** RECORDS SUPPLIED follows **
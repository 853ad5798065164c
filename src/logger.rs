// logger.rs - tracing subscriber setup for native builds
//
// RUST_LOG overrides the default `info` filter. Span close timings are only
// printed when debug output is enabled.

use tracing_subscriber::prelude::*;
use tracing_subscriber::{
    EnvFilter,
    fmt::{self, format::FmtSpan},
};

pub fn init() {
    init_with_default("info");
}

/// Like init() with a different fallback filter. Safe to call more than once;
/// only the first call installs a subscriber.
pub fn init_with_default(default_filter: &str) {
    let env_filter =
        EnvFilter::try_from_default_env().unwrap_or_else(|_| EnvFilter::new(default_filter));

    let is_debug = env_filter.to_string().contains("debug");

    let fmt_layer = fmt::layer()
        .with_target(false)
        .with_timer(fmt::time::uptime())
        .with_span_events(if is_debug { FmtSpan::CLOSE } else { FmtSpan::NONE });

    let _ = tracing_subscriber::registry()
        .with(env_filter)
        .with(fmt_layer)
        .try_init();
}
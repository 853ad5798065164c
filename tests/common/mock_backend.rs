use std::sync::Arc;
use std::sync::atomic::{AtomicUsize, Ordering};
use std::time::Duration;

use relief_engine::depth::{DepthBackend, DepthField};
use relief_engine::error::RemoteFailure;
use relief_engine::image_asset::ImageAsset;

#[derive(Clone)]
pub enum Outcome {
    Fail(RemoteFailure),
    Field(DepthField),
    /// Image luminance, returned at the image's own size
    Luminance,
}

/// Stand-in for the remote estimator with scripted latency and outcome.
/// Latency can be keyed on image width so concurrent submissions finish in a
/// chosen order.
#[derive(Clone)]
pub struct ScriptedBackend {
    outcome: Outcome,
    delay: Duration,
    delay_for_width: Vec<(u32, Duration)>,
    calls: Arc<AtomicUsize>,
}

impl ScriptedBackend {
    pub fn new(outcome: Outcome) -> Self {
        Self {
            outcome,
            delay: Duration::ZERO,
            delay_for_width: Vec::new(),
            calls: Arc::new(AtomicUsize::new(0)),
        }
    }

    pub fn failing() -> Self {
        Self::new(Outcome::Fail(RemoteFailure::Status(503)))
    }

    pub fn with_delay(mut self, delay: Duration) -> Self {
        self.delay = delay;
        self
    }

    pub fn with_delay_for_width(mut self, width: u32, delay: Duration) -> Self {
        self.delay_for_width.push((width, delay));
        self
    }

    pub fn calls(&self) -> Arc<AtomicUsize> {
        Arc::clone(&self.calls)
    }
}

impl DepthBackend for ScriptedBackend {
    async fn estimate(&self, image: &ImageAsset) -> Result<DepthField, RemoteFailure> {
        self.calls.fetch_add(1, Ordering::SeqCst);
        let delay = self
            .delay_for_width
            .iter()
            .find(|(w, _)| *w == image.width())
            .map(|(_, d)| *d)
            .unwrap_or(self.delay);
        if !delay.is_zero() {
            tokio::time::sleep(delay).await;
        }
        match &self.outcome {
            Outcome::Fail(failure) => Err(failure.clone()),
            Outcome::Field(field) => Ok(field.clone()),
            Outcome::Luminance => Ok(DepthField::from_gray(image.luminance())),
        }
    }
}
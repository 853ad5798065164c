use std::sync::Arc;
use wasm_bindgen::prelude::*;

pub mod camera;
pub mod config;
pub mod depth;
pub mod error;
pub mod image_asset;
pub mod mesh;
pub mod viewer;

#[cfg(not(target_arch = "wasm32"))]
pub mod logger;
#[cfg(not(target_arch = "wasm32"))]
pub mod pipeline;

use camera::{InputEvent, Modifiers, PointerButton};
use config::{CameraConfig, MeshConfig};
use depth::DepthMap;
use image_asset::{ColorFormat, ImageAsset};
use viewer::Viewer;

// ============================================================================
// RELIEF VIEW - Orbitable displacement mesh over an {image, depth map} pair
// ============================================================================

#[wasm_bindgen]
pub struct ReliefView {
    image: Arc<ImageAsset>,
    mesh_config: MeshConfig,
    viewer: Viewer,

    // Buffers handed to JS by pointer
    vertices: Vec<f32>,
    indices: Vec<u32>,
    view_proj: [f32; 16],
}

#[wasm_bindgen]
impl ReliefView {
    /// `rgba` is width * height * 4 bytes, `depth` is width * height gray bytes
    #[wasm_bindgen(constructor)]
    pub fn new(
        rgba: &[u8],
        depth: &[u8],
        width: u32,
        height: u32,
        resolution: u32,
    ) -> Result<ReliefView, JsValue> {
        let image = ImageAsset::from_raw(width, height, ColorFormat::Rgba, rgba.to_vec())
            .map_err(|e| JsValue::from_str(&e.to_string()))?;
        let mesh_config = MeshConfig {
            resolution,
            ..Default::default()
        };
        let mut view = Self {
            image: Arc::new(image),
            mesh_config,
            viewer: Viewer::mount(CameraConfig::default(), width as f32 / height.max(1) as f32),
            vertices: Vec::new(),
            indices: Vec::new(),
            view_proj: [0.0; 16],
        };
        view.rebuild(depth).map_err(|e| JsValue::from_str(&e))?;
        view.tick(0.0);
        Ok(view)
    }

    /// Swap in a new depth map for the same image; the camera is kept
    pub fn set_depth(&mut self, depth: &[u8]) -> Result<(), JsValue> {
        self.rebuild(depth).map_err(|e| JsValue::from_str(&e))
    }

    pub fn set_displacement_scale(&mut self, scale: f32, depth: &[u8]) -> Result<(), JsValue> {
        if scale.is_finite() {
            self.mesh_config.displacement_scale = scale;
        }
        self.set_depth(depth)
    }

    fn rebuild(&mut self, depth: &[u8]) -> Result<(), String> {
        let map = DepthMap::from_gray_bytes(self.image.width(), self.image.height(), depth)
            .map_err(|e| e.to_string())?;
        let mesh = mesh::build(Arc::clone(&self.image), &map, &self.mesh_config);
        self.vertices = mesh.vertex_buffer();
        self.indices = mesh.indices().to_vec();
        self.viewer.set_mesh(Arc::new(mesh));
        Ok(())
    }

    /// button: 0 primary, 1 middle, 2 secondary (DOM numbering)
    pub fn pointer_down(&mut self, x: f32, y: f32, button: u8, shift: bool, ctrl: bool) {
        let button = match button {
            0 => PointerButton::Primary,
            1 => PointerButton::Middle,
            _ => PointerButton::Secondary,
        };
        self.viewer.handle_input(InputEvent::PointerDown {
            x,
            y,
            button,
            modifiers: Modifiers {
                shift,
                ctrl,
                alt: false,
            },
        });
    }

    pub fn pointer_move(&mut self, x: f32, y: f32) {
        self.viewer.handle_input(InputEvent::PointerMove { x, y });
    }

    pub fn pointer_up(&mut self) {
        self.viewer.handle_input(InputEvent::PointerUp);
    }

    pub fn scroll(&mut self, delta: f32) {
        self.viewer.handle_input(InputEvent::Scroll { delta });
    }

    pub fn tick(&mut self, dt: f32) {
        let frame = self.viewer.tick(dt);
        self.view_proj = frame.view_proj.to_cols_array();
    }

    pub fn resize(&mut self, w: u32, h: u32) {
        self.viewer.resize(w, h);
    }

    pub fn vertices_ptr(&self) -> *const f32 { self.vertices.as_ptr() }
    pub fn vertices_len(&self) -> usize { self.vertices.len() }
    pub fn indices_ptr(&self) -> *const u32 { self.indices.as_ptr() }
    pub fn indices_len(&self) -> usize { self.indices.len() }
    pub fn view_proj_ptr(&self) -> *const f32 { self.view_proj.as_ptr() }
    pub fn vertex_stride(&self) -> usize { mesh::VERTEX_STRIDE }
    pub fn width(&self) -> u32 { self.image.width() }
    pub fn height(&self) -> u32 { self.image.height() }
}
** End of RECORDS SUPPLIED **
● EXERCISE PROMPT: Line count for the word "prelude": tally the lines in the records that include it and give only the result.

● TASK SOLUTION: 2